▸ **Work required**: Copy every line of the data that includes the string "debug".

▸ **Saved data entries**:
---

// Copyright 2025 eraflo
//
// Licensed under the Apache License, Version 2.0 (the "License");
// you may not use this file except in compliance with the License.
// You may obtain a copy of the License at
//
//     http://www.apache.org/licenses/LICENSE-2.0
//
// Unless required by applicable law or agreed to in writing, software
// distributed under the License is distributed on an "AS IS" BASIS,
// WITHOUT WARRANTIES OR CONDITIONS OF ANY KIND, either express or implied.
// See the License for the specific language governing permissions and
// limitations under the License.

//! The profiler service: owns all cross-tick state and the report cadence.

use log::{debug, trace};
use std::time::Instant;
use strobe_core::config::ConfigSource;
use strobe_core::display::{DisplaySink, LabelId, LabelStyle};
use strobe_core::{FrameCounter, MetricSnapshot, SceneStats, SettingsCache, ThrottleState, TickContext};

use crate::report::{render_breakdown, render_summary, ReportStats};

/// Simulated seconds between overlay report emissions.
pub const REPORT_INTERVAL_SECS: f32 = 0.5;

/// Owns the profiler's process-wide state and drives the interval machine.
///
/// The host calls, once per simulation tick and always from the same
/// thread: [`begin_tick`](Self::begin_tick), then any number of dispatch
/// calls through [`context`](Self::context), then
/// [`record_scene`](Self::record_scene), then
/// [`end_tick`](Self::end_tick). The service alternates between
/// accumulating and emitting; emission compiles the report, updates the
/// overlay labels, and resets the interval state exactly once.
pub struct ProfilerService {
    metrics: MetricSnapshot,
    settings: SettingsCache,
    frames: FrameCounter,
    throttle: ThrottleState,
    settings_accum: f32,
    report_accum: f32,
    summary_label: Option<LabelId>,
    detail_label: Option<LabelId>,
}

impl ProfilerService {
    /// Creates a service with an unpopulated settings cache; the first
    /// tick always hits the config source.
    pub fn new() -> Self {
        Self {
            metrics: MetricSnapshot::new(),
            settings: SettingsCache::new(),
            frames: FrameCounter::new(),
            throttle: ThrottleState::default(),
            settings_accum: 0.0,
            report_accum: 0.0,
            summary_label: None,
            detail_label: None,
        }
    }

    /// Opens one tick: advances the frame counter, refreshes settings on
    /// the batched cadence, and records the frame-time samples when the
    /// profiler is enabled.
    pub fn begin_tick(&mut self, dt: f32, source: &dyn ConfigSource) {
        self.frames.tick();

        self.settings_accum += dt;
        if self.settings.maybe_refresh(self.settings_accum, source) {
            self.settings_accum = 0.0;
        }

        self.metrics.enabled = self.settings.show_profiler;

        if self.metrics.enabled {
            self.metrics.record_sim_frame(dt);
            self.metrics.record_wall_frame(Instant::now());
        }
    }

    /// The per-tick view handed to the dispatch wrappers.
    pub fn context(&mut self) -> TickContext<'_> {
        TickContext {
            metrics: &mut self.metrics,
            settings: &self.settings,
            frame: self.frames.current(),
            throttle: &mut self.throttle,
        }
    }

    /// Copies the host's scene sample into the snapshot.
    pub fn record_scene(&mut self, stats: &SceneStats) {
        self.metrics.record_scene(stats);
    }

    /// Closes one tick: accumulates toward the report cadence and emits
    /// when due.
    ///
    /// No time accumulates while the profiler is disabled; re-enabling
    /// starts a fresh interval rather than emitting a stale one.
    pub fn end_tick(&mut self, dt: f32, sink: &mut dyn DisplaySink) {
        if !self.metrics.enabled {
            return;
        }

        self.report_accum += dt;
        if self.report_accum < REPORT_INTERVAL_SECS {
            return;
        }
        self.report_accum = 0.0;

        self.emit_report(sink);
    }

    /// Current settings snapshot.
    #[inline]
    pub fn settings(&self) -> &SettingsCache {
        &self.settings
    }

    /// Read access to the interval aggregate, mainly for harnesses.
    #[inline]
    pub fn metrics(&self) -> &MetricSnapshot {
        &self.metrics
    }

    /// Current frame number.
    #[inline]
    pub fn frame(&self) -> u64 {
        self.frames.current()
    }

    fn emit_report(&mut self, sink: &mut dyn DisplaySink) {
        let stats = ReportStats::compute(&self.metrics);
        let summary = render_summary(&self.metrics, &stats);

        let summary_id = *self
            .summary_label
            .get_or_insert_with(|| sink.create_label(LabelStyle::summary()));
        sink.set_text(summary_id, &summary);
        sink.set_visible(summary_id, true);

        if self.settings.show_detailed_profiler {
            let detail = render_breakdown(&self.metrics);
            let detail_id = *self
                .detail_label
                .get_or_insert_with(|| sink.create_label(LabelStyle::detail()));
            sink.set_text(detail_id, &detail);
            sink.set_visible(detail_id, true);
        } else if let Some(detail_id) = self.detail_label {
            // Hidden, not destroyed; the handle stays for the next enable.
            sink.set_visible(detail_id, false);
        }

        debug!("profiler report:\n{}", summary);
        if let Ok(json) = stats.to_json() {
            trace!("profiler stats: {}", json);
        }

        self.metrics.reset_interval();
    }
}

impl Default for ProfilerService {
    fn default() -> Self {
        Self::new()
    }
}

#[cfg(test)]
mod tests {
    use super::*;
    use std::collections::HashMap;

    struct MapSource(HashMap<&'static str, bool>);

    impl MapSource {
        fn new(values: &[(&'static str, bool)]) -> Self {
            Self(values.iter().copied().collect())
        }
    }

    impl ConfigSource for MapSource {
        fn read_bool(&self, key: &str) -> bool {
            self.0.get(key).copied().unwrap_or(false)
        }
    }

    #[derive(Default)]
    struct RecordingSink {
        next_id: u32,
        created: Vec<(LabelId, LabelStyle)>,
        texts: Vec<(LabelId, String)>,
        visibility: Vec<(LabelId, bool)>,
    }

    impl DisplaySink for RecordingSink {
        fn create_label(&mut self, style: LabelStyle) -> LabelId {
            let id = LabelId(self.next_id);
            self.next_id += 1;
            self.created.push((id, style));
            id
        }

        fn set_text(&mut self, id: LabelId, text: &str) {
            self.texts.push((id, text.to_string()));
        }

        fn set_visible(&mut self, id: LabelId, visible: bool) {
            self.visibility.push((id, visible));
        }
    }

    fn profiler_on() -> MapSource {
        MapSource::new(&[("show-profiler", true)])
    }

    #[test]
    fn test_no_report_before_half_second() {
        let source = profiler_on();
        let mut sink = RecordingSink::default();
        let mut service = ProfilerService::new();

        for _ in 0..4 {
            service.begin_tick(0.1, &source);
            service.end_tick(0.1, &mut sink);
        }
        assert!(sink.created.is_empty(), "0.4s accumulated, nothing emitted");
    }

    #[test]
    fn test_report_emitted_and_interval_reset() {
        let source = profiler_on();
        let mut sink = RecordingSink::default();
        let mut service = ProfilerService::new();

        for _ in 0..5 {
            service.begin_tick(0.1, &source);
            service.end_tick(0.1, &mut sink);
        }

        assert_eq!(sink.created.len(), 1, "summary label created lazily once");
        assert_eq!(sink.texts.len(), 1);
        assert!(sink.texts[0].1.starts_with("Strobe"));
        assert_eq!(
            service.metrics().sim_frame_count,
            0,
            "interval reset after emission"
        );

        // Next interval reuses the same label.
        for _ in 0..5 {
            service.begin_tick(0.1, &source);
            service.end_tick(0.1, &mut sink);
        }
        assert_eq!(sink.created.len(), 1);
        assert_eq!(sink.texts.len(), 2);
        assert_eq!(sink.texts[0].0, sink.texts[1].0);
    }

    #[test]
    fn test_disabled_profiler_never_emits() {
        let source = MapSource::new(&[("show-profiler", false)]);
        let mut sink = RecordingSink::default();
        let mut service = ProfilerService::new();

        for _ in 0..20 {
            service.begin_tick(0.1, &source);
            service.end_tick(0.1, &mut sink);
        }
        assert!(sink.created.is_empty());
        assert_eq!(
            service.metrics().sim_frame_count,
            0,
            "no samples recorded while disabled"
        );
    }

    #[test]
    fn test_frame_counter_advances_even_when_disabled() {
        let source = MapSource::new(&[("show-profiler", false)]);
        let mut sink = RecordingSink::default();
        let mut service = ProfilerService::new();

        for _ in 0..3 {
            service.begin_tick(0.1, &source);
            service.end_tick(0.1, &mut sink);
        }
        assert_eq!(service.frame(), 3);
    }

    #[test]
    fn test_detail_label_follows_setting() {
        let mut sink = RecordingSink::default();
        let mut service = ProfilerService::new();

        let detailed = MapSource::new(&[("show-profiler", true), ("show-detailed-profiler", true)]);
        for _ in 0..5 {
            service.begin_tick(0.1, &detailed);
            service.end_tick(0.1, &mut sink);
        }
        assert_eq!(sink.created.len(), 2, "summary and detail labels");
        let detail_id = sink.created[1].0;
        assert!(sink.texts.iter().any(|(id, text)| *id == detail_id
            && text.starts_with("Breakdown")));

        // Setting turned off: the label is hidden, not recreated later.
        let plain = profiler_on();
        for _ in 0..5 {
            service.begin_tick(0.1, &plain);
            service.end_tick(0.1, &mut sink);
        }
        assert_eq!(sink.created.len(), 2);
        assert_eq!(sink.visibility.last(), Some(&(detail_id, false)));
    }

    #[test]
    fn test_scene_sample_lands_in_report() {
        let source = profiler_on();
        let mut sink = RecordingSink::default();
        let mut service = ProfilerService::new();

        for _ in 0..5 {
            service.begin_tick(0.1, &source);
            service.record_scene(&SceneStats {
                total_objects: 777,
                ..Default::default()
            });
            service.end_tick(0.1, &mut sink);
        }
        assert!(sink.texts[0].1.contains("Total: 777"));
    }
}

---

▸ **Answer to the exercise**:
use log::{debug, trace};
        debug!("profiler report:\n{}", summary);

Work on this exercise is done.